Top of RECORDS SUPPLIED

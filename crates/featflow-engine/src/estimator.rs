use featflow_core::track::{Tracker, TrackerConfig, UpdateStats};
use image::{DynamicImage, GrayImage, Rgb, RgbImage};
use imageproc::drawing::draw_cross_mut;
use nalgebra::{DMatrix, DVector, Matrix3, UnitQuaternion, Vector3};
use serde::{Deserialize, Serialize};
use tracing::{debug, trace};

use crate::error::EngineError;
use crate::messages::Timestamp;

const TRACKED_COLOR: Rgb<u8> = Rgb([0, 255, 0]);
const RECOVERED_COLOR: Rgb<u8> = Rgb([255, 200, 0]);

#[derive(Debug, Clone, Copy, PartialEq)]
pub struct Pose {
    pub rotation: UnitQuaternion<f64>,
    pub translation: Vector3<f64>,
}

impl Default for Pose {
    fn default() -> Self {
        Self {
            rotation: UnitQuaternion::identity(),
            translation: Vector3::zeros(),
        }
    }
}

/// In-state landmarks handed to a map publisher.
#[derive(Debug, Clone, Default, PartialEq)]
pub struct MapSnapshot {
    pub ids: Vec<u64>,
    pub positions: Vec<Vector3<f64>>,
    pub covariances: Vec<Matrix3<f64>>,
}

impl MapSnapshot {
    pub fn count(&self) -> usize {
        self.ids.len()
    }

    pub fn truncate(&mut self, max: usize) {
        self.ids.truncate(max);
        self.positions.truncate(max);
        self.covariances.truncate(max);
    }
}

/// Full filter state plus the accelerometer and gyro calibration blocks.
#[derive(Debug, Clone, PartialEq)]
pub struct FullState {
    pub state: DVector<f64>,
    pub ca: Matrix3<f64>,
    pub cg: Matrix3<f64>,
}

/// The state estimator driven by the dispatch loop.
pub trait Estimator {
    fn visual_meas(&mut self, ts: Timestamp, image: &GrayImage) -> Result<(), EngineError>;
    fn inertial_meas(&mut self, ts: Timestamp, gyro: Vector3<f64>, accel: Vector3<f64>);
    fn pose(&self) -> Pose;
    fn pose_covariance(&self) -> DMatrix<f64>;
    /// At most `max` landmarks currently in the state.
    fn instate_landmarks(&self, max: usize) -> MapSnapshot;
    fn full_state(&self) -> FullState;
    fn canvas(&self) -> Option<&RgbImage>;
    fn reset(&mut self);
}

#[derive(Debug, Clone, Copy, PartialEq, Serialize, Deserialize)]
#[serde(default)]
pub struct EstimatorConfig {
    /// Gyro noise density, rad/s/√Hz.
    pub gyro_noise: f64,
    /// Render the tracked features over each frame.
    pub canvas: bool,
}

impl Default for EstimatorConfig {
    fn default() -> Self {
        Self {
            gyro_noise: 1.7e-4,
            canvas: true,
        }
    }
}

/// Tracking-only estimator: runs the feature tracker on frames and
/// dead-reckons attitude from the gyro. It keeps no 3-D landmarks.
#[derive(Debug)]
pub struct FrontendEstimator {
    config: EstimatorConfig,
    tracker: Tracker,
    rotation: UnitQuaternion<f64>,
    covariance: DMatrix<f64>,
    last_inertial_ts: Option<Timestamp>,
    last_stats: Option<UpdateStats>,
    canvas: Option<RgbImage>,
}

impl FrontendEstimator {
    pub fn new(tracker_config: TrackerConfig, config: EstimatorConfig) -> Result<Self, EngineError> {
        Ok(Self::with_tracker(Tracker::new(tracker_config)?, config))
    }

    pub fn with_tracker(tracker: Tracker, config: EstimatorConfig) -> Self {
        Self {
            config,
            tracker,
            rotation: UnitQuaternion::identity(),
            covariance: DMatrix::zeros(6, 6),
            last_inertial_ts: None,
            last_stats: None,
            canvas: None,
        }
    }

    pub fn tracker(&self) -> &Tracker {
        &self.tracker
    }

    pub fn last_stats(&self) -> Option<&UpdateStats> {
        self.last_stats.as_ref()
    }

    fn render(&mut self, image: &GrayImage) {
        let mut canvas = DynamicImage::ImageLuma8(image.clone()).to_rgb8();
        for feature in self.tracker.features() {
            let px = feature.px_uv();
            let color = if feature.recoveries > 0 {
                RECOVERED_COLOR
            } else {
                TRACKED_COLOR
            };
            draw_cross_mut(&mut canvas, color, px.x.round() as i32, px.y.round() as i32);
        }
        self.canvas = Some(canvas);
    }
}

impl Estimator for FrontendEstimator {
    fn visual_meas(&mut self, ts: Timestamp, image: &GrayImage) -> Result<(), EngineError> {
        let stats = self.tracker.update(image)?;
        trace!(ts, active = self.tracker.features().len(), "frame tracked");
        if !stats.destroyed.is_empty() {
            debug!(ts, count = stats.destroyed.len(), "tracks retired");
        }
        self.last_stats = Some(stats);
        if self.config.canvas {
            self.render(image);
        }
        Ok(())
    }

    fn inertial_meas(&mut self, ts: Timestamp, gyro: Vector3<f64>, _accel: Vector3<f64>) {
        if let Some(prev) = self.last_inertial_ts {
            let dt = ts - prev;
            if dt > 0.0 {
                self.rotation *= UnitQuaternion::from_scaled_axis(gyro * dt);
                let growth = self.config.gyro_noise * self.config.gyro_noise * dt;
                for i in 0..3 {
                    self.covariance[(i, i)] += growth;
                }
            }
        }
        self.last_inertial_ts = Some(ts);
    }

    fn pose(&self) -> Pose {
        Pose {
            rotation: self.rotation,
            translation: Vector3::zeros(),
        }
    }

    fn pose_covariance(&self) -> DMatrix<f64> {
        self.covariance.clone()
    }

    fn instate_landmarks(&self, _max: usize) -> MapSnapshot {
        MapSnapshot::default()
    }

    fn full_state(&self) -> FullState {
        let q = self.rotation.quaternion();
        FullState {
            state: DVector::from_vec(vec![q.w, q.i, q.j, q.k, 0.0, 0.0, 0.0]),
            ca: Matrix3::identity(),
            cg: Matrix3::identity(),
        }
    }

    fn canvas(&self) -> Option<&RgbImage> {
        self.canvas.as_ref()
    }

    fn reset(&mut self) {
        self.tracker.reset();
        self.rotation = UnitQuaternion::identity();
        self.covariance = DMatrix::zeros(6, 6);
        self.last_inertial_ts = None;
        self.last_stats = None;
        self.canvas = None;
    }
}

Bottom of RECORDS SUPPLIED

WHAT THE EXERCISE ASKS:
From the listing above, copy every line that holds the string "destroyed".

ANSWER TO THIS EXERCISE:
        if !stats.destroyed.is_empty() {
            debug!(ts, count = stats.destroyed.len(), "tracks retired");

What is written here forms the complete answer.